PSYCHOLOGICAL EXPLANATION
Between the two extremes of the cases which need a real analysis and
those which are cured by simple explanation, I have found the great
bulk of nervous cases. To simple explanation with its highly useful
information, I therefore add what might be called psychological
explanation, a re-education which makes use of all that illuminating
material unearthed by the explorations of hypnosis and especially of
psycho-analysis. Along with correct ideas about such matters as
digestion, sleep, and fatigue, I give, so far as the patient is able
to understand, a comprehension of the rights of the denied instincts,
the ways of the subconscious, the fettering hold of unfortunate
childish habits, the various mental mechanisms by which we fool
ourselves, and the ways by which we may make better adaptations.

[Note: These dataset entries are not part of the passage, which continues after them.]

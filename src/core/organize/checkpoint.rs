//! Checkpoint and candidate manifest persistence.

use super::OrganizeConfig;
use crate::error::CheckpointError;
use chrono::{DateTime, Local};
use serde::de::DeserializeOwned;
use serde::{Deserialize, Serialize};
use std::fs;
use std::io::ErrorKind;
use std::path::{Path, PathBuf};

/// Progress through the candidate list.
///
/// `last_index` is the 0-based index of the last fully processed
/// candidate. The JSON field names are fixed: `last_index`, `moved`,
/// `duplicati`, `conflicts`.
#[derive(Debug, Clone, Copy, Default, PartialEq, Eq, Serialize, Deserialize)]
pub struct CheckpointState {
    pub last_index: usize,
    pub moved: usize,
    #[serde(rename = "duplicati")]
    pub duplicates: usize,
    pub conflicts: usize,
}

impl CheckpointState {
    /// First candidate still to process
    pub fn next_index(&self) -> usize {
        self.last_index + 1
    }
}

/// The ordered candidate list a checkpoint refers to
#[derive(Debug, Clone, Serialize, Deserialize)]
pub struct CandidateManifest {
    pub created_at: DateTime<Local>,
    pub candidates: Vec<PathBuf>,
}

impl CandidateManifest {
    pub fn new(candidates: Vec<PathBuf>) -> Self {
        Self {
            created_at: Local::now(),
            candidates,
        }
    }
}

/// Reads and writes the checkpoint pair of a base directory
#[derive(Debug, Clone)]
pub struct CheckpointStore {
    checkpoint_path: PathBuf,
    manifest_path: PathBuf,
}

impl CheckpointStore {
    pub fn new(base: &Path, config: &OrganizeConfig) -> Self {
        Self {
            checkpoint_path: base.join(&config.checkpoint_file),
            manifest_path: base.join(&config.manifest_file),
        }
    }

    pub fn checkpoint_path(&self) -> &Path {
        &self.checkpoint_path
    }

    pub fn manifest_path(&self) -> &Path {
        &self.manifest_path
    }

    pub fn load(&self) -> Result<Option<CheckpointState>, CheckpointError> {
        read_json(&self.checkpoint_path)
    }

    /// Overwrite the checkpoint through a sibling temp file and a rename
    pub fn save(&self, state: &CheckpointState) -> Result<(), CheckpointError> {
        write_json(&self.checkpoint_path, state)
    }

    pub fn load_manifest(&self) -> Result<Option<CandidateManifest>, CheckpointError> {
        read_json(&self.manifest_path)
    }

    pub fn save_manifest(&self, manifest: &CandidateManifest) -> Result<(), CheckpointError> {
        write_json(&self.manifest_path, manifest)
    }

    /// Remove both files; missing files are fine
    pub fn clear(&self) -> Result<(), CheckpointError> {
        for path in [&self.checkpoint_path, &self.manifest_path] {
            match fs::remove_file(path) {
                Ok(()) => {}
                Err(e) if e.kind() == ErrorKind::NotFound => {}
                Err(source) => {
                    return Err(CheckpointError::Io {
                        path: path.clone(),
                        source,
                    })
                }
            }
        }
        Ok(())
    }
}

fn read_json<T: DeserializeOwned>(path: &Path) -> Result<Option<T>, CheckpointError> {
    let content = match fs::read_to_string(path) {
        Ok(content) => content,
        Err(e) if e.kind() == ErrorKind::NotFound => return Ok(None),
        Err(source) => {
            return Err(CheckpointError::Io {
                path: path.to_path_buf(),
                source,
            })
        }
    };
    serde_json::from_str(&content)
        .map(Some)
        .map_err(|e| CheckpointError::Corrupted {
            path: path.to_path_buf(),
            reason: e.to_string(),
        })
}

fn write_json<T: Serialize>(path: &Path, value: &T) -> Result<(), CheckpointError> {
    let io_error = |source| CheckpointError::Io {
        path: path.to_path_buf(),
        source,
    };
    let json = serde_json::to_string_pretty(value).map_err(|e| CheckpointError::Corrupted {
        path: path.to_path_buf(),
        reason: e.to_string(),
    })?;

    let mut temp_name = path.file_name().unwrap_or_default().to_os_string();
    temp_name.push(".tmp");
    let temp = path.with_file_name(temp_name);
    fs::write(&temp, json).map_err(io_error)?;
    fs::rename(&temp, path).map_err(io_error)
}
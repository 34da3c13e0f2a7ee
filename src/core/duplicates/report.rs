//! Scan report writers: a human-readable text report and a JSON-lines stream.

use super::{DetectionResult, DuplicateGroup};
use crate::core::hasher::ContentHash;
use crate::core::journal::append_line;
use crate::core::video::NearDuplicateGroup;
use crate::error::JournalError;
use chrono::{DateTime, Local};
use serde::{Deserialize, Serialize};
use std::fmt::Write as _;
use std::fs;
use std::path::{Path, PathBuf};
use uuid::Uuid;

/// One JSON line per duplicate group
#[derive(Debug, Clone, PartialEq, Serialize, Deserialize)]
pub struct GroupRecord {
    /// Shared by every record of one scan
    pub scan_id: Uuid,
    pub scanned_at: DateTime<Local>,
    pub group: ContentHash,
    pub members: usize,
    pub size: u64,
    pub potential_savings: u64,
    pub paths: Vec<PathBuf>,
}

impl GroupRecord {
    pub fn new(scan_id: Uuid, scanned_at: DateTime<Local>, group: &DuplicateGroup) -> Self {
        Self {
            scan_id,
            scanned_at,
            group: group.hash.clone(),
            members: group.member_count(),
            size: group.size,
            potential_savings: group.potential_savings(),
            paths: group.paths(),
        }
    }
}

/// Report file names, relative to the scanned base directory
#[derive(Debug, Clone, Serialize, Deserialize)]
#[serde(default)]
pub struct ReportConfig {
    pub text_file: PathBuf,
    pub records_file: PathBuf,
}

impl Default for ReportConfig {
    fn default() -> Self {
        Self {
            text_file: PathBuf::from("duplicates_scan.txt"),
            records_file: PathBuf::from("duplicates_scan.jsonl"),
        }
    }
}

/// Writes the results of one scan.
///
/// The text report is overwritten per scan; the JSON-lines stream is
/// append-only, one record per group tagged with the scan id.
#[derive(Debug, Clone)]
pub struct ScanReport {
    text_path: PathBuf,
    records_path: PathBuf,
}

impl ScanReport {
    pub fn new(text_path: PathBuf, records_path: PathBuf) -> Self {
        Self {
            text_path,
            records_path,
        }
    }

    /// Report files inside `base`
    pub fn in_dir(base: &Path, config: &ReportConfig) -> Self {
        Self::new(base.join(&config.text_file), base.join(&config.records_file))
    }

    pub fn text_path(&self) -> &Path {
        &self.text_path
    }

    pub fn records_path(&self) -> &Path {
        &self.records_path
    }

    /// Write both report files, returning the scan id stamped on the records
    pub fn write(
        &self,
        base: &Path,
        recursive: bool,
        result: &DetectionResult,
        near_duplicates: &[NearDuplicateGroup],
    ) -> Result<Uuid, JournalError> {
        let text = render_text(base, recursive, result, near_duplicates);
        fs::write(&self.text_path, text).map_err(|source| JournalError::Write {
            path: self.text_path.clone(),
            source,
        })?;

        let scan_id = Uuid::new_v4();
        let scanned_at = Local::now();
        for group in &result.groups {
            let record = GroupRecord::new(scan_id, scanned_at, group);
            append_line(&self.records_path, &serde_json::to_string(&record)?)?;
        }
        Ok(scan_id)
    }
}

fn render_text(
    base: &Path,
    recursive: bool,
    result: &DetectionResult,
    near_duplicates: &[NearDuplicateGroup],
) -> String {
    let mut out = String::new();
    let _ = writeln!(out, "Duplicate report - generated {}", Local::now().to_rfc3339());
    let _ = writeln!(out, "Base directory: {}", base.display());
    let _ = writeln!(out, "Recursive: {}", if recursive { "yes" } else { "no" });
    let _ = writeln!(
        out,
        "Files indexed: {} (total data: {})\n",
        result.total_files,
        format_bytes(result.total_bytes)
    );

    for (i, group) in result.groups.iter().enumerate() {
        let _ = writeln!(
            out,
            "[{}] SHA256={}  members={}  size={}  potential_savings={}",
            i + 1,
            group.hash,
            group.member_count(),
            format_bytes(group.size),
            format_bytes(group.potential_savings())
        );
        for member in &group.members {
            let _ = writeln!(out, "    - {}", member.path.display());
        }
        out.push('\n');
    }

    if !near_duplicates.is_empty() {
        let _ = writeln!(out, "=== PROBABLE RE-ENCODES (not consolidated) ===");
        for (i, group) in near_duplicates.iter().enumerate() {
            let _ = writeln!(
                out,
                "[{}] {}  variants={}",
                i + 1,
                group.fingerprint,
                group.variants.len()
            );
            for variant in &group.variants {
                for path in &variant.paths {
                    let _ = writeln!(out, "    - {} ({})", path.display(), variant.hash.short());
                }
            }
            out.push('\n');
        }
    }

    let _ = writeln!(out, "=== SUMMARY ===");
    let _ = writeln!(out, "Duplicate groups: {}", result.groups.len());
    let _ = writeln!(
        out,
        "Potential space savings: {}",
        format_bytes(result.potential_savings())
    );
    if !near_duplicates.is_empty() {
        let _ = writeln!(out, "Probable re-encode groups: {}", near_duplicates.len());
    }
    out
}

/// Binary units with two decimals, e.g. `4.77 MB`
pub fn format_bytes(bytes: u64) -> String {
    const UNITS: [&str; 5] = ["B", "KB", "MB", "GB", "TB"];
    let mut value = bytes as f64;
    let mut unit = 0;
    while value >= 1024.0 && unit < UNITS.len() - 1 {
        value /= 1024.0;
        unit += 1;
    }
    format!("{:.2} {}", value, UNITS[unit])
}
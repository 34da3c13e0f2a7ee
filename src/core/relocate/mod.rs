//! # Relocate Module
//!
//! File moves shared by consolidation and organize.

use std::fs;
use std::io;
use std::path::{Path, PathBuf};

/// Move `source` to `destination`, which must not exist.
///
/// Tries a rename first. Across filesystems the file is copied, the copy's
/// size checked against the source, and only then is the source removed.
pub fn move_file(source: &Path, destination: &Path) -> io::Result<()> {
    if destination.exists() {
        return Err(io::Error::new(
            io::ErrorKind::AlreadyExists,
            format!("{} already exists", destination.display()),
        ));
    }

    fs::rename(source, destination).or_else(|_| {
        let source_size = fs::metadata(source)?.len();
        fs::copy(source, destination)?;

        let dest_size = fs::metadata(destination)?.len();
        if dest_size != source_size {
            let _ = fs::remove_file(destination);
            return Err(io::Error::other(format!(
                "Copy verification failed: source {} bytes, dest {} bytes",
                source_size, dest_size
            )));
        }

        fs::remove_file(source)
    })
}

/// Free slot for `file_name` in `dir`: the name itself, else `stem_2.ext`,
/// `stem_3.ext`, ...
pub fn unique_destination(dir: &Path, file_name: &Path) -> PathBuf {
    let first = dir.join(file_name);
    if !first.exists() {
        return first;
    }

    let stem = file_name
        .file_stem()
        .map(|s| s.to_string_lossy().into_owned())
        .unwrap_or_default();
    let extension = file_name
        .extension()
        .map(|e| format!(".{}", e.to_string_lossy()))
        .unwrap_or_default();

    (2u64..)
        .map(|n| dir.join(format!("{}_{}{}", stem, n, extension)))
        .find(|candidate| !candidate.exists())
        .unwrap_or(first)
}
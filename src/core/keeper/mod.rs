//! # Keeper Module
//!
//! Picks the one file of a duplicate group that survives consolidation.
//!
//! ## Ordering
//! 1. Metadata-backed capture dates beat modification-time fallbacks
//! 2. Earlier capture date
//! 3. Lexicographically smaller path
//!
//! The last rule also settles ties between fallbacks with identical
//! modification times, so selection is fully deterministic.

use crate::core::duplicates::DuplicateGroup;
use crate::core::scanner::MediaFile;
use crate::core::temporal::{TemporalRecord, TemporalResolver};
use std::collections::HashMap;
use std::path::PathBuf;

/// Pure selection over already-resolved records.
///
/// Members without a record rank by their indexed modification time.
/// Returns `None` only for an empty slice.
pub fn select_keeper<'a>(
    members: &'a [MediaFile],
    records: &HashMap<PathBuf, TemporalRecord>,
) -> Option<&'a MediaFile> {
    members.iter().min_by(|a, b| {
        let ra = record_for(a, records);
        let rb = record_for(b, records);
        (!ra.is_metadata_backed(), ra.captured_at, &a.path).cmp(&(
            !rb.is_metadata_backed(),
            rb.captured_at,
            &b.path,
        ))
    })
}

fn record_for(file: &MediaFile, records: &HashMap<PathBuf, TemporalRecord>) -> TemporalRecord {
    records
        .get(&file.path)
        .cloned()
        .unwrap_or_else(|| TemporalRecord::from_modified(file.modified))
}

/// Resolves capture dates for a group, then selects its keeper
pub struct KeeperSelector<'r> {
    resolver: &'r TemporalResolver,
}

impl<'r> KeeperSelector<'r> {
    pub fn new(resolver: &'r TemporalResolver) -> Self {
        Self { resolver }
    }

    pub fn select<'g>(&self, group: &'g DuplicateGroup) -> Option<&'g MediaFile> {
        let paths = group.paths();
        let records = self.resolver.resolve_batch(&paths);
        select_keeper(&group.members, &records)
    }
}
//! Grouping transforms for tiered hashing.
//!
//! Every tier maps `Buckets<K>` to `Buckets<K2>`, reading only buckets with
//! at least two members. None of these functions touch the filesystem
//! themselves; the key function passed to [`refine`] decides what I/O a
//! tier performs.

use crate::core::scanner::MediaFile;
use std::collections::BTreeMap;
use std::path::PathBuf;

/// Files keyed by a grouping key, in key order
pub type Buckets<K> = BTreeMap<K, Vec<MediaFile>>;

/// Tier 1: group by exact byte size
pub fn group_by_size(files: impl IntoIterator<Item = MediaFile>) -> Buckets<u64> {
    let mut buckets: Buckets<u64> = BTreeMap::new();
    for file in files {
        buckets.entry(file.size).or_default().push(file);
    }
    buckets
}

/// Members of buckets that still hold two or more files
pub fn collision_prone<K>(buckets: &Buckets<K>) -> impl Iterator<Item = (&K, &MediaFile)> {
    buckets
        .iter()
        .filter(|(_, members)| members.len() >= 2)
        .flat_map(|(key, members)| members.iter().map(move |m| (key, m)))
}

/// Regroup the collision-prone members of `buckets` under a new key.
///
/// `key` receives the member's current key and the member. A member whose
/// key cannot be computed is dropped from the output and returned alongside
/// the error; the rest of its bucket carries on.
pub fn refine<K, K2, E, F>(buckets: Buckets<K>, mut key: F) -> (Buckets<K2>, Vec<(PathBuf, E)>)
where
    K2: Ord,
    F: FnMut(&K, &MediaFile) -> Result<K2, E>,
{
    let mut refined: Buckets<K2> = BTreeMap::new();
    let mut failures = Vec::new();

    for (old_key, members) in buckets {
        if members.len() < 2 {
            continue;
        }
        for member in members {
            match key(&old_key, &member) {
                Ok(new_key) => refined.entry(new_key).or_default().push(member),
                Err(e) => failures.push((member.path.clone(), e)),
            }
        }
    }

    (refined, failures)
}
//! File-level operations that tie the parser, merger and JSON writer together.

use std::path::{Path, PathBuf};

use crate::config::TEXT_EXTENSION;
use crate::error::Result;
use crate::merge::merge_files;
use crate::parser::parse;
use crate::source::{list_json_files, read_lines};
use crate::types::Document;

/// Read and parse a text export.
///
/// Parse failures are reported with the file's path attached.
pub fn convert_file(input: &Path) -> Result<Document> {
    if input.extension().and_then(|e| e.to_str()) != Some(TEXT_EXTENSION) {
        tracing::warn!(
            path = %input.display(),
            "Input does not have a .{TEXT_EXTENSION} extension"
        );
    }

    let lines = read_lines(input)?;
    let doc = parse(&lines).map_err(|e| e.in_file(input))?;

    tracing::info!(
        path = %input.display(),
        groups = doc.len(),
        items = doc.item_count(),
        "Converted text export"
    );

    Ok(doc)
}

/// Merge every sorted JSON file in `dir`, in file name order.
///
/// Returns the files that were merged together with the combined document.
pub fn concatenate_dir(dir: &Path) -> Result<(Vec<PathBuf>, Document)> {
    let files = list_json_files(dir)?;
    if files.is_empty() {
        tracing::warn!(dir = %dir.display(), "No sorted JSON files found");
    }

    let doc = merge_files(&files)?;
    Ok((files, doc))
}

#[cfg(test)]
mod tests {
    use super::*;
    use crate::error::SortExportError;
    use crate::json::save_document;
    use crate::types::Group;
    use pretty_assertions::assert_eq;
    use std::fs;
    use tempfile::tempdir;

    #[test]
    fn test_convert_file() {
        let dir = tempdir().unwrap();
        let path = dir.path().join("ring1.txt");
        fs::write(&path, "north:\nriver\nbridge\n\nsouth:\n").unwrap();

        let doc = convert_file(&path).unwrap();
        assert_eq!(
            doc,
            Document::new(vec![
                Group::with_items("north", ["river", "bridge"]),
                Group::new("south"),
            ])
        );
    }

    #[test]
    fn test_convert_file_reports_path_and_line() {
        let dir = tempdir().unwrap();
        let path = dir.path().join("ring1.txt");
        fs::write(&path, "north:\nriver\n\n\nsouth:\n").unwrap();

        let err = convert_file(&path).unwrap_err();
        assert!(matches!(err, SortExportError::MalformedFile { line: 4, .. }));
        assert!(err.to_string().contains("ring1.txt"));
    }

    #[test]
    fn test_concatenate_dir() {
        let dir = tempdir().unwrap();
        save_document(
            &Document::new(vec![Group::with_items("b", ["2"])]),
            &dir.path().join("ring2.json"),
            false,
        )
        .unwrap();
        save_document(
            &Document::new(vec![Group::with_items("a", ["1"])]),
            &dir.path().join("ring1.json"),
            false,
        )
        .unwrap();

        let (files, doc) = concatenate_dir(dir.path()).unwrap();
        assert_eq!(files.len(), 2);
        assert_eq!(
            doc,
            Document::new(vec![
                Group::with_items("a", ["1"]),
                Group::with_items("b", ["2"]),
            ])
        );
    }

    #[test]
    fn test_concatenate_empty_dir() {
        let dir = tempdir().unwrap();
        let (files, doc) = concatenate_dir(dir.path()).unwrap();
        assert!(files.is_empty());
        assert!(doc.is_empty());
    }
}
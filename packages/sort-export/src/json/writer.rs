//! Reading and writing sorted JSON files.

use std::fs::{self, File};
use std::io::Write;
use std::path::Path;

use super::wire::SortedDocument;
use crate::error::{Result, SortExportError};
use crate::types::Document;

/// Serialize a document to its JSON text.
///
/// Compact output matches what the sort tool writes; `pretty` indents it.
pub fn generate_json(doc: &Document, pretty: bool) -> Result<String> {
    let wire = SortedDocument::from(doc);
    let mut content = if pretty {
        serde_json::to_string_pretty(&wire)?
    } else {
        serde_json::to_string(&wire)?
    };
    content.push('\n');
    Ok(content)
}

/// Deserialize a document from JSON text.
///
/// Keys other than `sorted`, `title`, `textItems` and `text` are ignored.
pub fn parse_json(text: &str) -> serde_json::Result<Document> {
    let wire: SortedDocument = serde_json::from_str(text)?;
    Ok(wire.into())
}

/// Load a sorted JSON file.
///
/// Any failure, whether the file is missing, unreadable or has the wrong shape,
/// is reported as [`SortExportError::SourceRead`] naming the file.
pub fn load_document(path: &Path) -> Result<Document> {
    let text = fs::read_to_string(path).map_err(|e| SortExportError::source_read(path, e))?;
    let doc = parse_json(&text).map_err(|e| SortExportError::source_read(path, e))?;

    tracing::debug!(
        path = %path.display(),
        groups = doc.len(),
        "Loaded sorted document"
    );

    Ok(doc)
}

/// Save a document as a JSON file.
///
/// Uses atomic write pattern: writes to temp file, syncs to disk, then renames.
/// A failed run never leaves a partial output file behind.
pub fn save_document(doc: &Document, path: &Path, pretty: bool) -> Result<()> {
    let file_name = path.file_name().ok_or_else(|| {
        SortExportError::InvalidPath(format!("{} has no file name", path.display()))
    })?;
    let temp_file = path.with_file_name(format!(".{}.tmp", file_name.to_string_lossy()));

    let content = generate_json(doc, pretty)?;

    {
        let mut file = File::create(&temp_file)?;
        file.write_all(content.as_bytes())?;
        file.sync_all()?;
    }

    // On Windows, rename fails if the destination already exists
    #[cfg(target_os = "windows")]
    if path.exists() {
        fs::remove_file(path)?;
    }

    fs::rename(&temp_file, path)?;

    tracing::debug!(path = %path.display(), bytes = content.len(), "Wrote sorted document");
    Ok(())
}
//! sort-export - Convert card-sort text exports to JSON and merge sorted documents.
//!
//! The sort web tool can save a result either as text (codes followed by their
//! node texts) or as JSON. This crate turns the text form into the JSON form,
//! and concatenates the per-ring JSON documents of a larger sort into one.
//!
//! # Example
//!
//! ```
//! use sort_export::{merge, parse, Document};
//!
//! let ring1 = parse(&["north:", "river", "", "south:"]).unwrap();
//! let ring2 = Document::parse_text("north:\nbridge\n").unwrap();
//!
//! let combined = merge([ring1, ring2]);
//! assert_eq!(combined.len(), 3);
//! assert_eq!(combined.item_count(), 2);
//! ```
//!
//! # Architecture
//!
//! - [`types`]: `Group` and `Document`
//! - [`parser`]: line-group parser for text exports
//! - [`merge`]: concatenation of documents
//! - [`json`]: JSON file format
//! - [`source`]: reading text exports and listing JSON files
//! - [`convert`]: file-level convert and concatenate operations
//! - [`config`]: constants and path helpers
//! - [`error`]: error types and Result alias
//! - [`cli`]: command-line interface

pub mod cli;
pub mod config;
pub mod convert;
pub mod error;
pub mod json;
pub mod merge;
pub mod parser;
pub mod source;
pub mod types;

// Re-export main functions
pub use convert::{concatenate_dir, convert_file};
pub use merge::{merge, merge_files};
pub use parser::parse;

// Re-export commonly used items
pub use error::{Result, SortExportError};
pub use types::{Document, Group};
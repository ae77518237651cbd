//! Line-group parser for text exports.
//!
//! A text export is a run of blocks. Each block is a title line ending in
//! `:`, followed by zero or more item lines, followed by at most one empty
//! separator line:
//!
//! ```text
//! north:
//! river
//! bridge
//!
//! south:
//! ```
//!
//! The parser walks the lines once with a cursor and never backtracks.

use crate::config::TITLE_SUFFIX;
use crate::error::{Result, SortExportError};
use crate::types::{Document, Group};

/// Position in a line sequence.
struct LineCursor<'a, S> {
    lines: &'a [S],
    pos: usize,
}

impl<'a, S: AsRef<str>> LineCursor<'a, S> {
    fn new(lines: &'a [S]) -> Self {
        Self { lines, pos: 0 }
    }

    fn at_end(&self) -> bool {
        self.pos >= self.lines.len()
    }

    fn peek(&self) -> Option<&'a str> {
        self.lines.get(self.pos).map(|line| line.as_ref())
    }

    /// 1-based number of the line under the cursor.
    fn line_number(&self) -> usize {
        self.pos + 1
    }

    /// Consume a title line and start a group for it.
    fn read_title(&mut self) -> Result<Group> {
        let line_number = self.line_number();
        let line = self.peek().ok_or_else(|| {
            SortExportError::malformed(line_number, "expected a title line, found end of input")
        })?;

        if line.is_empty() {
            return Err(SortExportError::malformed(
                line_number,
                "expected a title line, found an empty line",
            ));
        }

        let title = line.strip_suffix(TITLE_SUFFIX).ok_or_else(|| {
            SortExportError::malformed(
                line_number,
                format!("title line '{line}' does not end with '{TITLE_SUFFIX}'"),
            )
        })?;

        self.pos += 1;
        Ok(Group::new(title))
    }

    /// Append item lines to `group` until a separator or the end of input.
    ///
    /// Returns `true` if a separator was consumed.
    fn read_items_until_separator(&mut self, group: &mut Group) -> bool {
        while let Some(line) = self.peek() {
            self.pos += 1;
            if line.is_empty() {
                return true;
            }
            group.push(line);
        }
        false
    }
}

/// Parse a line sequence into a [`Document`].
///
/// Lines must already have their terminators removed. Fails with
/// [`SortExportError::MalformedInput`] when an empty line appears where a
/// title is expected, when a title line lacks its trailing colon, or when a
/// separator is the last line.
///
/// # Examples
/// ```
/// use sort_export::parser::parse;
///
/// let doc = parse(&["alpha:", "", "beta:", "x", "y"]).unwrap();
/// assert_eq!(doc.groups[0].title, "alpha");
/// assert!(doc.groups[0].items.is_empty());
/// assert_eq!(doc.groups[1].items, vec!["x", "y"]);
/// ```
pub fn parse<S: AsRef<str>>(lines: &[S]) -> Result<Document> {
    let mut cursor = LineCursor::new(lines);
    let mut groups = Vec::new();

    while !cursor.at_end() {
        let mut group = cursor.read_title()?;
        let separated = cursor.read_items_until_separator(&mut group);

        tracing::debug!(title = %group.title, items = group.items.len(), "Parsed group");
        groups.push(group);

        if separated && cursor.at_end() {
            return Err(SortExportError::malformed(
                cursor.pos,
                "separator is not followed by another block",
            ));
        }
    }

    Ok(Document::new(groups))
}
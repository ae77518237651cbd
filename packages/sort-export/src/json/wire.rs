//! Serde structs mirroring the on-disk JSON layout.

use serde::{Deserialize, Serialize};

use crate::types::{Document, Group};

/// Top-level JSON object.
#[derive(Debug, Serialize, Deserialize)]
pub(super) struct SortedDocument {
    pub sorted: Vec<SortedGroup>,
}

/// One entry of the `sorted` list.
#[derive(Debug, Serialize, Deserialize)]
#[serde(rename_all = "camelCase")]
pub(super) struct SortedGroup {
    pub title: String,
    pub text_items: Vec<TextItem>,
}

/// A single node text, wrapped in its own object.
#[derive(Debug, Serialize, Deserialize)]
pub(super) struct TextItem {
    pub text: String,
}

impl From<&Document> for SortedDocument {
    fn from(doc: &Document) -> Self {
        Self {
            sorted: doc.groups.iter().map(SortedGroup::from).collect(),
        }
    }
}

impl From<&Group> for SortedGroup {
    fn from(group: &Group) -> Self {
        Self {
            title: group.title.clone(),
            text_items: group
                .items
                .iter()
                .map(|text| TextItem { text: text.clone() })
                .collect(),
        }
    }
}

impl From<SortedDocument> for Document {
    fn from(doc: SortedDocument) -> Self {
        doc.sorted.into_iter().map(Group::from).collect()
    }
}

impl From<SortedGroup> for Group {
    fn from(group: SortedGroup) -> Self {
        Self {
            title: group.title,
            items: group.text_items.into_iter().map(|item| item.text).collect(),
        }
    }
}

=According to the Patient.= The treatment varies according to the
nature of the trouble, and is somewhat dependent on the mentality of
the patient. There are many people who would only be confused by being
forced into a study of mental phenomena. Not being students, they
would be more bewildered than helped by the details of their inner
mechanisms. Others, of studious habits and inquiring minds, are
encouraged to browse at will in a library of psychotherapy and to
learn all that they can from the best authorities.
In any case, I give the patients as much as they are able to take of
my own understanding of the subject. There are no secrets in this
method. The patient is treated as a rational human being who has
nothing to lose and everything to gain by the fullest knowledge that
he is able to acquire. Without forcing him to plunge in over his
depth, I encourage him to understand himself to the fullest possible
extent. Besides individual private conferences, we have twice a day an
informal gathering of all the patients in my household--"the family"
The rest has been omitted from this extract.